When you step into THE OTHER SIDE OF THIS, leave your preconceptions behind -- about Airto as jazz giant, about music as solely entertainment. This is a work like no other in a long and remarkable career, a testimony to Airto's lifelong fascination with the confluence of music and spirit. Airto explains, "This is a recording of sounds as well as songs, healing sounds that can lift your spirits and transport you to another plane. It is not a creation of my intellect, but of my spirit and soul. Since my childhood in Brazil I have been exposed on many occasions to spiritual phenomena. I have learned from my friends and elders that human beings are formed of three basic elements: physical, mental, and spiritual. We also have two bodies, the physical body and the spiritual body, or aura. The spirit body can travel to places that the material body cannot. It is these places I speak of when I say 'the other side of this.'"
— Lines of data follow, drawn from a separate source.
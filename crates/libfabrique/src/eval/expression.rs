//! `Evaluate` implementations for every expression node.

use std::rc::Rc;

use crate::ast::{
    ActionAst, BinaryAst, BinaryOperator, ConditionalAst, ExpressionAst, FileListAst, ForeachAst,
    FunctionAst, ListAst, NameReferenceAst, ParameterAst, RecordAst, UnaryAst, UnaryOperator,
};
use crate::dag::{Function, FunctionBody, Parameter, Value, ValueData, ValueMap, ValueRef};
use crate::error::FabError;
use crate::platform;

use super::call::evaluate_call;
use super::context::EvalContext;
use super::typeref::resolve_type;
use super::{define_value, Evaluate};

impl Evaluate for ExpressionAst {
    fn evaluate(&self, ctx: &mut EvalContext) -> Result<ValueRef, FabError> {
        match self {
            ExpressionAst::Boolean { value, span } => {
                Ok(Value::boolean(*value, ctx.types, span.info()))
            }
            ExpressionAst::Integer { value, span } => {
                Ok(Value::integer(*value, ctx.types, span.info()))
            }
            ExpressionAst::Str { value, span } => {
                Ok(Value::string(value.clone(), ctx.types, span.info()))
            }
            ExpressionAst::Name(name) => evaluate_name(name, ctx),
            ExpressionAst::Binary(op) => evaluate_binary(op, ctx),
            ExpressionAst::Unary(op) => evaluate_unary(op, ctx),
            ExpressionAst::Call(call) => evaluate_call(call, ctx),
            ExpressionAst::Conditional(conditional) => evaluate_conditional(conditional, ctx),
            ExpressionAst::Foreach(foreach) => evaluate_foreach(foreach, ctx),
            ExpressionAst::List(list) => evaluate_list(list, ctx),
            ExpressionAst::Record(record) => evaluate_record(record, ctx),
            ExpressionAst::Function(function) => evaluate_function_literal(function, ctx),
            ExpressionAst::Action(action) => evaluate_action(action, ctx),
            ExpressionAst::FileList(files) => evaluate_file_list(files, ctx),
            ExpressionAst::Compound(compound) => ctx
                .with_scope("compound", None, |ctx| {
                    for value in &compound.values {
                        define_value(ctx, value)?;
                    }
                    compound.result.evaluate(ctx)
                })
                .map(|(value, _)| value),
            ExpressionAst::TypeDeclaration(declaration) => {
                let typ = resolve_type(&declaration.declared, ctx)?;
                Ok(Value::type_reference(typ, ctx.types, declaration.span.info()))
            }
        }
    }
}

/// A dotted reference: look up the first component, then project fields.
fn evaluate_name(name: &NameReferenceAst, ctx: &mut EvalContext) -> Result<ValueRef, FabError> {
    let first = &name.components[0];
    let mut value = ctx.lookup(&first.text, &first.info())?;

    for component in &name.components[1..] {
        match Value::field(&value, &component.text, ctx.types, &component.info())? {
            Some(projected) => value = projected,
            None => {
                return Err(FabError::no_such_field(
                    &component.text,
                    ctx.types.display(value.type_id()),
                    component.info(),
                ));
            }
        }
    }

    Ok(value)
}

fn evaluate_binary(op: &BinaryAst, ctx: &mut EvalContext) -> Result<ValueRef, FabError> {
    let lhs = op.lhs.evaluate(ctx)?;
    let rhs = op.rhs.evaluate(ctx)?;
    let src = op.span.info();

    match op.op {
        BinaryOperator::Add => Value::add(&lhs, &rhs, ctx.types, &src),
        BinaryOperator::Prefix => Value::prefix_with(&rhs, &lhs, ctx.types, &src),
        BinaryOperator::Subtract => Value::subtract(&lhs, &rhs, ctx.types, &src),
        BinaryOperator::Multiply => Value::multiply_by(&lhs, &rhs, ctx.types, &src),
        BinaryOperator::Divide => Value::divide_by(&lhs, &rhs, ctx.types, &src),
        BinaryOperator::Equal => Value::equals(&lhs, &rhs, ctx.types, &src),
        BinaryOperator::NotEqual => {
            let equal = Value::equals(&lhs, &rhs, ctx.types, &src)?;
            Value::logical_not(&equal, ctx.types, &src)
        }
        BinaryOperator::And => Value::and(&lhs, &rhs, ctx.types, &src),
        BinaryOperator::Or => Value::or(&lhs, &rhs, ctx.types, &src),
        BinaryOperator::Xor => Value::xor(&lhs, &rhs, ctx.types, &src),
    }
}

fn evaluate_unary(op: &UnaryAst, ctx: &mut EvalContext) -> Result<ValueRef, FabError> {
    let operand = op.operand.evaluate(ctx)?;
    let src = op.span.info();

    match op.op {
        UnaryOperator::Negate => Value::negate(&operand, ctx.types, &src),
        UnaryOperator::Not => Value::logical_not(&operand, ctx.types, &src),
    }
}

/// Evaluates the condition (which must be boolean) and then exactly one
/// branch.
fn evaluate_conditional(
    conditional: &ConditionalAst,
    ctx: &mut EvalContext,
) -> Result<ValueRef, FabError> {
    let condition = conditional.condition.evaluate(ctx)?;
    let Some(taken) = condition.as_boolean() else {
        return Err(FabError::wrong_type(
            "bool",
            ctx.types.display(condition.type_id()),
            conditional.condition.span().info(),
        ));
    };

    if taken {
        conditional.then_branch.evaluate(ctx)
    } else {
        conditional.else_branch.evaluate(ctx)
    }
}

/// Iterates over an ordered sequence, evaluating the body in a fresh child
/// scope that binds the loop variable; the results form a list.
fn evaluate_foreach(foreach: &ForeachAst, ctx: &mut EvalContext) -> Result<ValueRef, FabError> {
    let source = foreach.source_sequence.evaluate(ctx)?;

    let source = match source.data() {
        ValueData::Build(build) => build.output_value(ctx.types)?,
        _ => source,
    };

    let Some(elements) = source.as_list() else {
        return Err(FabError::not_iterable(
            ctx.types.display(source.type_id()),
            foreach.source_sequence.span().info(),
        ));
    };

    let declared = foreach
        .explicit_type
        .as_ref()
        .map(|t| resolve_type(t, ctx))
        .transpose()?;

    let mut results = Vec::new();
    for element in elements.to_vec() {
        if let Some(declared) = declared {
            if !ctx.types.is_subtype(element.type_id(), declared) {
                return Err(FabError::wrong_type(
                    ctx.types.display(declared),
                    ctx.types.display(element.type_id()),
                    foreach.loop_var.info(),
                ));
            }
        }

        let (result, _) = ctx.with_scope("foreach body", None, |ctx| {
            ctx.define_local(foreach.loop_var.text.clone(), element.clone())?;
            foreach.body.evaluate(ctx)
        })?;

        results.push(result);
    }

    Value::list(results, ctx.types, foreach.span.info())
}

fn evaluate_list(list: &ListAst, ctx: &mut EvalContext) -> Result<ValueRef, FabError> {
    let elements = list
        .elements
        .iter()
        .map(|element| element.evaluate(ctx))
        .collect::<Result<Vec<_>, _>>()?;

    Value::list(elements, ctx.types, list.span.info())
}

/// Record fields are evaluated in order inside a fresh scope; the scope's
/// bindings become the record.
fn evaluate_record(record: &RecordAst, ctx: &mut EvalContext) -> Result<ValueRef, FabError> {
    let ((), scope) = ctx.with_scope("record", None, |ctx| {
        for field in &record.fields {
            define_value(ctx, field)?;
        }
        Ok(())
    })?;

    let fields = ctx.scope_bindings(scope);
    Ok(ctx.builder.record(ctx.types, fields, record.span.info()))
}

/// Resolves formal parameters, evaluating default values at definition
/// time in the enclosing scope.
pub(crate) fn resolve_parameters(
    parameters: &[ParameterAst],
    ctx: &mut EvalContext,
) -> Result<Vec<Parameter>, FabError> {
    let mut resolved = Vec::new();

    for parameter in parameters {
        let typ = resolve_type(&parameter.param_type, ctx)?;

        let default = match &parameter.default {
            Some(expression) => {
                let value = expression.evaluate(ctx)?;
                if !ctx.types.is_subtype(value.type_id(), typ) {
                    return Err(FabError::wrong_type(
                        ctx.types.display(typ),
                        ctx.types.display(value.type_id()),
                        expression.span().info(),
                    ));
                }
                Some(value)
            }
            None => None,
        };

        resolved.push(
            Parameter::new(parameter.name.text.clone(), typ, default)
                .with_source(parameter.name.info()),
        );
    }

    Ok(resolved)
}

/// A function literal snapshots the current scope so the body resolves
/// free names against its definition site.
fn evaluate_function_literal(
    function: &Rc<FunctionAst>,
    ctx: &mut EvalContext,
) -> Result<ValueRef, FabError> {
    let parameters = resolve_parameters(&function.parameters, ctx)?;
    let result = resolve_type(&function.result_type, ctx)?;

    let param_types = parameters.iter().map(|p| p.typ).collect();
    let typ = ctx.types.function_type(param_types, result);
    let captured = ctx.current_scope();

    let value = Function::new(
        parameters,
        result,
        FunctionBody::Expression(function.clone()),
        Some(captured),
        false,
        function.span.info(),
    );

    Ok(Value::new(
        ValueData::Function(Rc::new(value)),
        typ,
        function.span.info(),
    ))
}

/// An action produces a rule: the sole positional argument (or `command`)
/// is the command template, other arguments become rule-level defaults,
/// and the parameters describe the build signature.
fn evaluate_action(action: &ActionAst, ctx: &mut EvalContext) -> Result<ValueRef, FabError> {
    let mut command: Option<String> = None;
    let mut rule_args = ValueMap::new();

    for argument in &action.arguments {
        let value = argument.value.evaluate(ctx)?;
        let src = argument.value.span().info();

        let is_command = match &argument.name {
            None => true,
            Some(name) => name.text == "command",
        };

        if is_command {
            if command.is_some() {
                return Err(FabError::semantic("duplicate command", src));
            }
            command = Some(value.render_plain());
            continue;
        }

        let name = argument.name.as_ref().expect("named argument").text.clone();
        let rendered = value.render_plain();
        rule_args.insert(name, Value::string(rendered, ctx.types, src));
    }

    let Some(command) = command else {
        return Err(FabError::semantic(
            "action requires a command",
            action.span.info(),
        ));
    };

    let parameters = resolve_parameters(&action.parameters, ctx)?;

    // Files in an action signature must be tagged as inputs or outputs,
    // and something must actually be produced.
    for parameter in &parameters {
        if ctx.types.has_untagged_file(parameter.typ) {
            return Err(FabError::semantic(
                format!(
                    "parameter '{}' must use file[in] or file[out]",
                    parameter.name
                ),
                parameter.source.clone(),
            ));
        }
    }

    if !parameters.iter().any(|p| ctx.types.has_output(p.typ)) {
        return Err(FabError::no_outputs(action.span.info()));
    }

    let param_types: Vec<_> = parameters.iter().map(|p| p.typ).collect();
    let file_list = ctx.types.file_list_type();
    let typ = ctx.types.function_type(param_types, file_list);

    let name = match ctx.fully_qualified_name() {
        name if name.is_empty() => "action".to_string(),
        name => name,
    };

    Ok(ctx.builder.rule(
        name,
        command,
        rule_args,
        parameters,
        typ,
        action.span.info(),
    ))
}

/// `files(...)`: each filename literal becomes a file in the current
/// subdirectory, optionally extended by a `subdir` keyword argument.
fn evaluate_file_list(files: &FileListAst, ctx: &mut EvalContext) -> Result<ValueRef, FabError> {
    let subdir_value = ctx.lookup("subdir", &files.span.info())?;
    let mut subdir = subdir_value.render_plain();

    for argument in &files.arguments {
        let src = argument.value.span().info();
        match &argument.name {
            Some(name) if name.text == "subdir" => {
                let value = argument.value.evaluate(ctx)?;
                subdir = platform::join_path(&subdir, &value.render_plain());
            }
            Some(name) => {
                return Err(FabError::unknown_argument(&name.text, src));
            }
            None => {
                return Err(FabError::semantic("unexpected argument", src));
            }
        }
    }

    let mut values = Vec::new();
    for file in &files.files {
        values.push(ctx.builder.file_in_subdir(
            ctx.types,
            &subdir,
            &file.text,
            ValueMap::new(),
            file.info(),
            false,
        )?);
    }

    Value::list(values, ctx.types, files.span.info())
}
Airto's belief in the power of music as a medium for physical and spiritual healing began during his earliest formative years. He was born -- in 1941 in Santa Catarina, Brazil -- into a family of itinerant healers. His grandmother was a nomadic spiritual healer who traveled from village to village, treating the sick with herbs and ancient wisdoms. She gave him his first tambourine when he was two years old. His father also treated the afflicted, practicing Kardecism to channel healing techniques from the spirit world. Airto says his father taught him "how to interact with the spirit world, and I learned that I, too, shared my family's history of healing -- the difference was that I healed with sound."
THE OTHER SIDE OF THIS was recorded at the home studio of producer and Grateful Dead percussionist Mickey Hart in 1991. It was the latest of their many collaborative projects over the years, since meeting when Miles Davis opened for the Dead at the Fillmore West in 1970. Airto's percussive genius is featured in a diverse array of musical settings, performing solo, or in combination with the stellar cast of featured musicians assembled at Hart's home. The album's 13 selections, rooted in the Afro-Brazilian traditions of Airto's heritage, take the listener on an aural tour of imaginary landscapes; its liner notes provide guided visualizations to transport the listener step by step through a sweeping array of feelings, from reflection to celebration.